PKI Flashcards
What is symmetric encryption?
Sharing one key
What is asymmetric encryption?
Having a public and private key-pair
Which version of SSL/TLS should be used?
TLS v1.2 or v1.3
What does SSL/TLS ensure?
Confidentiality. authentication, and data integrity.
What is a CA?
Certificate authority. Issues certificates so you can verify your identity.
What are the three types of SSL/TLS certificates?
Domain validated, organization validated, and extended validated
What are domain validated certificates?
Basically just checks if the applicant has the right to use the domain.
What are organizational validated certificates?
Checks if the applicant has the right to use the domain AND checks that the organization is legit.

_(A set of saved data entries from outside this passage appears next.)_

//! Order submission, lookup, audit trail, search and report endpoints.

use std::sync::Arc;

use axum::Json;
use axum::extract::rejection::JsonRejection;
use axum::extract::{Path, Query, State};
use axum::http::StatusCode;
use broker::Broker;
use cache::Cache;
use chrono::TimeDelta;
use common::OrderId;
use domain::{OrderSubmission, ProcessingLog};
use order_store::{DEFAULT_REPORT_WINDOW_DAYS, OrderReport, OrderStore};
use search::{DEFAULT_PAGE_SIZE, SearchDocument, SearchIndex, SearchQuery};
use serde::{Deserialize, Serialize};

use crate::error::ApiError;
use crate::ingestion::{IngestionService, SubmitReceipt};
use crate::reader::{OrderLookup, OrderReader};

/// Shared application state accessible from all handlers.
pub struct AppState<S, B, C, I>
where
    S: OrderStore,
    B: Broker,
    C: Cache,
    I: SearchIndex,
{
    pub ingestion: IngestionService<S, B, I>,
    pub reader: OrderReader<S, C, I>,
}

// -- Request types --

#[derive(Debug, Deserialize)]
pub struct SearchRequest {
    #[serde(default)]
    pub input: String,
    #[serde(default = "first_page")]
    pub page: usize,
    #[serde(default = "default_size")]
    pub size: usize,
}

fn first_page() -> usize {
    1
}

fn default_size() -> usize {
    DEFAULT_PAGE_SIZE
}

#[derive(Debug, Deserialize)]
pub struct ReportParams {
    /// Look-back window in days.
    pub days: Option<i64>,
}

// -- Response types --

#[derive(Serialize)]
pub struct SearchResponse {
    pub from: usize,
    pub size: usize,
    pub results: Vec<SearchDocument>,
}

// -- Handlers --

/// POST /orders
#[tracing::instrument(skip_all)]
pub async fn submit<S, B, C, I>(
    State(state): State<Arc<AppState<S, B, C, I>>>,
    payload: Result<Json<OrderSubmission>, JsonRejection>,
) -> Result<(StatusCode, Json<SubmitReceipt>), ApiError>
where
    S: OrderStore + 'static,
    B: Broker + 'static,
    C: Cache + 'static,
    I: SearchIndex + 'static,
{
    let Json(submission) = payload.map_err(|e| ApiError::BadRequest(e.body_text()))?;
    let receipt = state.ingestion.submit_order(submission).await?;
    Ok((StatusCode::CREATED, Json(receipt)))
}

/// GET /orders/{id}
#[tracing::instrument(skip(state))]
pub async fn get<S, B, C, I>(
    State(state): State<Arc<AppState<S, B, C, I>>>,
    Path(id): Path<String>,
) -> Result<Json<OrderLookup>, ApiError>
where
    S: OrderStore + 'static,
    B: Broker + 'static,
    C: Cache + 'static,
    I: SearchIndex + 'static,
{
    let order_id = parse_order_id(&id)?;
    Ok(Json(state.reader.get_order(order_id).await?))
}

/// GET /orders/{id}/logs
#[tracing::instrument(skip(state))]
pub async fn logs<S, B, C, I>(
    State(state): State<Arc<AppState<S, B, C, I>>>,
    Path(id): Path<String>,
) -> Result<Json<Vec<ProcessingLog>>, ApiError>
where
    S: OrderStore + 'static,
    B: Broker + 'static,
    C: Cache + 'static,
    I: SearchIndex + 'static,
{
    let order_id = parse_order_id(&id)?;
    Ok(Json(state.reader.processing_logs(order_id).await?))
}

/// POST /orders/search
///
/// An input that names a status filters by it; anything else is free text.
#[tracing::instrument(skip_all)]
pub async fn search<S, B, C, I>(
    State(state): State<Arc<AppState<S, B, C, I>>>,
    payload: Result<Json<SearchRequest>, JsonRejection>,
) -> Result<Json<SearchResponse>, ApiError>
where
    S: OrderStore + 'static,
    B: Broker + 'static,
    C: Cache + 'static,
    I: SearchIndex + 'static,
{
    let Json(req) = payload.map_err(|e| ApiError::BadRequest(e.body_text()))?;
    let query = SearchQuery::from_input(&req.input, req.page, req.size);
    let results = state.reader.search(&query).await?;
    Ok(Json(SearchResponse {
        from: query.from,
        size: query.size,
        results,
    }))
}

/// GET /orders/report
#[tracing::instrument(skip(state))]
pub async fn report<S, B, C, I>(
    State(state): State<Arc<AppState<S, B, C, I>>>,
    Query(params): Query<ReportParams>,
) -> Result<Json<OrderReport>, ApiError>
where
    S: OrderStore + 'static,
    B: Broker + 'static,
    C: Cache + 'static,
    I: SearchIndex + 'static,
{
    let days = params.days.unwrap_or(DEFAULT_REPORT_WINDOW_DAYS);
    let window = TimeDelta::try_days(days)
        .filter(|_| days > 0)
        .ok_or_else(|| ApiError::BadRequest(format!("Invalid report window: {days} days")))?;
    Ok(Json(state.reader.report(window).await?))
}

fn parse_order_id(id: &str) -> Result<OrderId, ApiError> {
    id.parse::<i64>()
        .map(OrderId::new)
        .map_err(|e| ApiError::BadRequest(format!("Invalid order id {id:?}: {e}")))
}
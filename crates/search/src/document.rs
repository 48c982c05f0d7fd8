//! The denormalized search document.

use chrono::{DateTime, Utc};
use common::{CustomerId, OrderId};
use domain::{LineItem, OrderStatus, OrderWithCustomer};
use serde::{Deserialize, Serialize};

/// One order as seen by search.
///
/// Always built from the full current order; indexing replaces the stored
/// document wholesale.
#[derive(Debug, Clone, PartialEq, Serialize, Deserialize)]
#[serde(rename_all = "camelCase")]
pub struct SearchDocument {
    pub order_id: OrderId,
    pub customer_id: CustomerId,
    pub customer_name: Option<String>,
    pub status: OrderStatus,
    pub items: Vec<LineItem>,
    pub created_at: DateTime<Utc>,
}

impl From<&OrderWithCustomer> for SearchDocument {
    fn from(snapshot: &OrderWithCustomer) -> Self {
        let order = &snapshot.order;
        Self {
            order_id: order.id,
            customer_id: order.customer_id,
            customer_name: snapshot.customer_name().map(str::to_string),
            status: order.status,
            items: order.order_details.items.clone(),
            created_at: order.created_at,
        }
    }
}

#[cfg(test)]
mod tests {
    use super::*;
    use domain::{Money, Order, OrderDetails};

    #[test]
    fn test_document_from_order_without_customer() {
        let now = Utc::now();
        let snapshot = OrderWithCustomer {
            order: Order {
                id: OrderId::new(42),
                customer_id: CustomerId::new(7),
                status: OrderStatus::Completed,
                order_details: OrderDetails::with_items(vec![LineItem::new(
                    "W-1",
                    "Widget",
                    2,
                    Money::from_cents(250),
                )]),
                created_at: now,
                updated_at: now,
            },
            customer: None,
        };

        let doc = SearchDocument::from(&snapshot);
        assert_eq!(doc.order_id, OrderId::new(42));
        assert_eq!(doc.customer_name, None);

        let json = serde_json::to_value(&doc).unwrap();
        assert_eq!(json["orderId"], 42);
        assert_eq!(json["customerId"], 7);
        assert_eq!(json["status"], "completed");
        assert_eq!(json["items"][0]["name"], "Widget");
        assert_eq!(json["items"][0]["price"], 2.5);
        assert!(json["customerName"].is_null());
    }
}
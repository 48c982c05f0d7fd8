//! Order search: the denormalized read model kept in the search engine.
//!
//! - [`SearchDocument`]: one per order, overwritten on every re-index
//! - [`SearchQuery`]: status filter or fuzzy free text, rendered to the
//!   Elasticsearch query DSL
//! - [`SearchIndex`] with [`ElasticsearchIndex`] and [`InMemorySearchIndex`]
//! - [`Reindexer`] for pushing the current store state of an order

pub mod document;
pub mod elasticsearch;
pub mod error;
pub mod index;
pub mod memory;
pub mod query;
pub mod reindexer;

pub use document::SearchDocument;
pub use elasticsearch::{ElasticsearchConfig, ElasticsearchIndex};
pub use error::{Result, SearchError};
pub use index::{SearchIndex, index_mappings};
pub use memory::InMemorySearchIndex;
pub use query::{DEFAULT_PAGE_SIZE, MAX_PAGE_SIZE, SearchQuery};
pub use reindexer::Reindexer;
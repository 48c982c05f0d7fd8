//! The message that triggers fulfillment, and the broker names it travels under.

use common::OrderId;
use serde::{Deserialize, Serialize};

use crate::error::DomainError;

/// Topic exchange carrying order-lifecycle messages.
pub const ORDER_EXCHANGE: &str = "order_exchange";

/// Durable queue the fulfillment worker consumes from.
pub const ORDERS_QUEUE: &str = "orders_queue";

/// Binding pattern covering every order-lifecycle routing key.
pub const ORDER_BINDING: &str = "order.*";

/// Routing key used when a new order is accepted.
pub const ORDER_CREATED: &str = "order.created";

/// Wire format: `{"orderId": <integer>}`.
///
/// Only the identity travels; the worker re-reads the order from the store.
#[derive(Debug, Clone, Copy, PartialEq, Eq, Serialize, Deserialize)]
pub struct FulfillmentEvent {
    #[serde(rename = "orderId")]
    pub order_id: OrderId,
}

impl FulfillmentEvent {
    pub fn new(order_id: OrderId) -> Self {
        Self { order_id }
    }

    /// Encodes the event as a JSON byte payload.
    pub fn to_bytes(&self) -> Result<Vec<u8>, DomainError> {
        Ok(serde_json::to_vec(self)?)
    }

    /// Decodes an event from a JSON byte payload.
    pub fn from_bytes(payload: &[u8]) -> Result<Self, DomainError> {
        Ok(serde_json::from_slice(payload)?)
    }
}
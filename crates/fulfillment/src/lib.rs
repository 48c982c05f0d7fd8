//! Fulfillment worker for submitted orders.
//!
//! Each fulfillment event drives one order through a fixed step sequence:
//! 1. Validation
//! 2. Payment (simulated gateway round-trip)
//! 3. Invoice
//!
//! Every step attempt is appended to the order's processing log before the
//! next one starts. The order ends `completed` or `failed`, and the search
//! document is refreshed at either outcome. Orders already in a terminal
//! state are acknowledged without touching anything.

pub mod audit;
pub mod error;
pub mod payment;
pub mod steps;
pub mod worker;

pub use audit::AuditLog;
pub use error::{FulfillmentError, Result};
pub use payment::{DEFAULT_PAYMENT_DELAY, PaymentGateway, PaymentReceipt, SimulatedPaymentGateway};
pub use worker::{CachePolicy, FulfillmentWorker, Outcome};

What are extended validated certificates?
Makes SURE that that organization is who they say they are. Like 10,000% sure. that someone owns that domain and is who they say they are.
Which certificates are easy to differentiate?
EV is easy to tell, DV and OV are much, much harder.
What are the requirements of certificates?
Only the CA can create and update certs. Anyone can read it and verify it.
What is X.509?
A framework for authentication It contains the public key of the user and gets signed with the private key if a trusted CA.
What are the certificate elements?
Version, serial num, algorithm identifier, issuer, period of validity, subject name, subjects public key info, issuer unique ID, subject unique ID, extensions, signature.
What are some common certificate formats?
PEM, DER (PEM but in binary format), P7B/PKCS#7 and PFX/PKCS#12
What is base 64?
Using a-z, A-Z, 0-9 and “+” and “/” as “digits”. It is used to transmit data over a network designed to deal only with text.